Computer system 800, or a portion thereof, constitutes a means for
performing one or more steps of one or more methods described
herein.
[0135] A sequence of binary digits constitutes digital data that is
used to represent a number or code for a character. A bus 810
includes many parallel conductors of information so that
information is transferred quickly among devices coupled to the bus
810. One or more processors 802 for processing information are
coupled with the bus 810. A processor 802 performs a set of
operations on information. The set of operations include bringing
information in from the bus 810 and placing information on the bus
810. The set of operations also typically include comparing two or
more units of information, shifting positions of units of
information, and combining two or more units of information, such
as by addition or multiplication.
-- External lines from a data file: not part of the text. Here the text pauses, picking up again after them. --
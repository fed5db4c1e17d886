//! Translation driver: walk the formatted text line by line.
//!
//! ## Per-line policy
//!
//! * Blank lines are structural and copied through untouched.
//! * A temporary block is retried up to `max_retries` times, waiting
//!   `retry_interval_secs` between attempts.
//! * Any other error, a lost connection included, gives up on the line at
//!   once. The source text takes its place, and every
//!   `abort_prompt_every`-th such failure the [`AbortPolicy`] is asked
//!   whether to stop. Stopping keeps everything processed so far.
//!
//! The [`ProxyNegotiator`] only runs in
//! [`BackendSession::check_connectivity`], before the first line. Once lines
//! are being translated, nothing short of the operator ends the run: if the
//! abort question itself cannot be answered the run is [`Interrupted`] and
//! still carries the lines done so far.
//!
//! Lines are processed strictly in order with one request in flight; the
//! operator prompt is the only point where a run can be cancelled.

use crate::backend::Translator;
use crate::config::TranslationConfig;
use crate::error::{LineError, Pdf2JaError};
use crate::output::{LineOutcome, TranslationRun};
use crate::proxy::{ProxyNegotiator, ProxyPrompter};
use thiserror::Error;
use tracing::{debug, info, warn};

/// Decides whether to stop after repeated failures.
///
/// The terminal implementation asks the operator; headless runs use
/// [`AlwaysContinue`] or [`AbortAfter`].
pub trait AbortPolicy {
    /// `failures` lines have failed so far. `Ok(true)` stops the run.
    fn should_abort(&mut self, failures: usize) -> Result<bool, Pdf2JaError>;
}

/// Never stop; every failed line is substituted.
#[derive(Debug, Clone, Copy, Default)]
pub struct AlwaysContinue;

impl AbortPolicy for AlwaysContinue {
    fn should_abort(&mut self, _failures: usize) -> Result<bool, Pdf2JaError> {
        Ok(false)
    }
}

/// Stop at the first checkpoint reached with at least this many failures.
#[derive(Debug, Clone, Copy)]
pub struct AbortAfter(pub usize);

impl AbortPolicy for AbortAfter {
    fn should_abort(&mut self, failures: usize) -> Result<bool, Pdf2JaError> {
        Ok(failures >= self.0)
    }
}

/// A backend together with the proxy state used to reach it.
pub struct BackendSession<T, P> {
    backend: T,
    negotiator: ProxyNegotiator,
    prompter: P,
}

impl<T: Translator, P: ProxyPrompter> BackendSession<T, P> {
    /// Wire the negotiator's current proxy into the backend.
    pub fn new(mut backend: T, negotiator: ProxyNegotiator, prompter: P) -> Result<Self, Pdf2JaError> {
        backend.apply_proxy(negotiator.proxy())?;
        Ok(Self {
            backend,
            negotiator,
            prompter,
        })
    }

    pub fn backend(&self) -> &T {
        &self.backend
    }

    pub fn negotiator(&self) -> &ProxyNegotiator {
        &self.negotiator
    }

    pub fn into_parts(self) -> (T, ProxyNegotiator, P) {
        (self.backend, self.negotiator, self.prompter)
    }

    fn recover(&mut self, detail: &str) -> Result<(), Pdf2JaError> {
        warn!("translation backend unreachable: {}", detail);
        let proxy = self.negotiator.escalate(&mut self.prompter)?;
        self.backend.apply_proxy(proxy)
    }

    /// Send `probe` once to make sure the backend can be reached.
    ///
    /// A temporary block proves the network path works and counts as success.
    pub async fn check_connectivity(&mut self, probe: &str) -> Result<(), Pdf2JaError> {
        loop {
            match self.backend.translate_line(probe).await {
                Ok(_) => return Ok(()),
                Err(LineError::TemporaryBlock { detail }) => {
                    info!("backend reachable but blocking for now ({}); going on", detail);
                    return Ok(());
                }
                Err(LineError::Connectivity { detail }) => self.recover(&detail)?,
                Err(LineError::Backend { detail }) => {
                    return Err(Pdf2JaError::ProxyCheckFailed { detail });
                }
            }
        }
    }

    /// Translate one line with the proxy settled by the connectivity check.
    pub async fn translate(&self, text: &str) -> Result<String, LineError> {
        self.backend.translate_line(text).await
    }
}

/// A run stopped by a fatal error after some lines were processed.
#[derive(Debug, Error)]
#[error("stopped after {} lines: {error}", .partial.lines.len())]
pub struct Interrupted {
    /// Every line processed before the error, in order.
    pub partial: TranslationRun,
    #[source]
    pub error: Pdf2JaError,
}

impl From<Interrupted> for Pdf2JaError {
    fn from(interrupted: Interrupted) -> Self {
        interrupted.error
    }
}

/// Translate every line of `formatted`.
///
/// The returned run has one entry per line, in order, unless the policy
/// aborted; then it holds the lines up to and including the failure that
/// triggered the question.
pub async fn drive<T, P, A>(
    formatted: &str,
    session: &mut BackendSession<T, P>,
    policy: &mut A,
    config: &TranslationConfig,
) -> Result<TranslationRun, Interrupted>
where
    T: Translator,
    P: ProxyPrompter,
    A: AbortPolicy + ?Sized,
{
    let lines: Vec<&str> = formatted.lines().collect();
    let total = lines.len();
    let report_every = total.div_ceil(config.progress_steps.max(1)).max(1);
    let ask_every = config.abort_prompt_every.max(1);
    let cb = config.progress_callback.as_ref();

    info!("translating {} lines..", total);
    if let Some(cb) = cb {
        cb.on_translation_start(total);
    }

    let mut run = TranslationRun {
        lines: Vec::with_capacity(total),
        aborted: false,
    };
    let mut failures = 0usize;
    let mut section = 0usize;

    for (idx, line) in lines.iter().enumerate() {
        let line_no = idx + 1;

        if line.is_empty() {
            run.lines.push(LineOutcome::Blank);
        } else {
            section += 1;
            let outcome = translate_with_retries(session, line, line_no, config).await;
            if let LineOutcome::Untranslated { error, .. } = &outcome {
                failures += 1;
                warn!("section {} not translated: {}", section, error);
                if let Some(cb) = cb {
                    cb.on_line_failed(line_no, failures, &error.to_string());
                }
            }
            let failed = outcome.is_failure();
            run.lines.push(outcome);

            if failed && failures % ask_every == 0 {
                match policy.should_abort(failures) {
                    Ok(false) => {}
                    Ok(true) => {
                        warn!("stopped by operator after {} untranslated sections", failures);
                        run.aborted = true;
                        break;
                    }
                    Err(error) => {
                        warn!("no answer to the abort question: {}", error);
                        run.aborted = true;
                        if let Some(cb) = cb {
                            let stats = run.stats();
                            cb.on_translation_complete(stats.translated_lines, stats.untranslated_lines, true);
                        }
                        return Err(Interrupted {
                            partial: run,
                            error,
                        });
                    }
                }
            }
        }

        if line_no % report_every == 0 {
            info!("  {:>3}%..", line_no * 100 / total);
            if let Some(cb) = cb {
                cb.on_progress(line_no, total);
            }
        }
    }

    let stats = run.stats();
    if let Some(cb) = cb {
        cb.on_translation_complete(stats.translated_lines, stats.untranslated_lines, run.aborted);
    }
    if !run.aborted {
        info!(" 100%.");
    }
    Ok(run)
}

/// One line through the retry loop.
async fn translate_with_retries<T: Translator, P: ProxyPrompter>(
    session: &BackendSession<T, P>,
    text: &str,
    line_no: usize,
    config: &TranslationConfig,
) -> LineOutcome {
    let mut retries = 0u32;
    loop {
        match session.translate(text).await {
            Ok(translation) => {
                debug!("line {} translated after {} retries", line_no, retries);
                return LineOutcome::Translated {
                    source: text.to_string(),
                    translation,
                    retries,
                };
            }
            Err(error) if error.is_retryable() && retries < config.max_retries => {
                retries += 1;
                info!(
                    "sleep {}sec (try {}/{})...",
                    config.retry_interval_secs, retries, config.max_retries
                );
                if let Some(cb) = config.progress_callback.as_ref() {
                    cb.on_retry(line_no, retries, config.max_retries);
                }
                tokio::time::sleep(config.retry_interval()).await;
            }
            Err(error) => {
                return LineOutcome::Untranslated {
                    source: text.to_string(),
                    error,
                };
            }
        }
    }
}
A sequence of operations to be
executed by the processor 802 constitute computer instructions.
[0136] Computer system 800 also includes a memory 804 coupled to
bus 810. The memory 804, such as a random access memory (RAM) or
other dynamic storage device, stores information including computer
instructions. Dynamic memory allows information stored therein to
be changed by the computer system 800. RAM allows a unit of
information stored at a location called a memory address to be
stored and retrieved independently of information at neighboring
addresses. The memory 804 is also used by the processor 802 to
store temporary values during execution of computer instructions.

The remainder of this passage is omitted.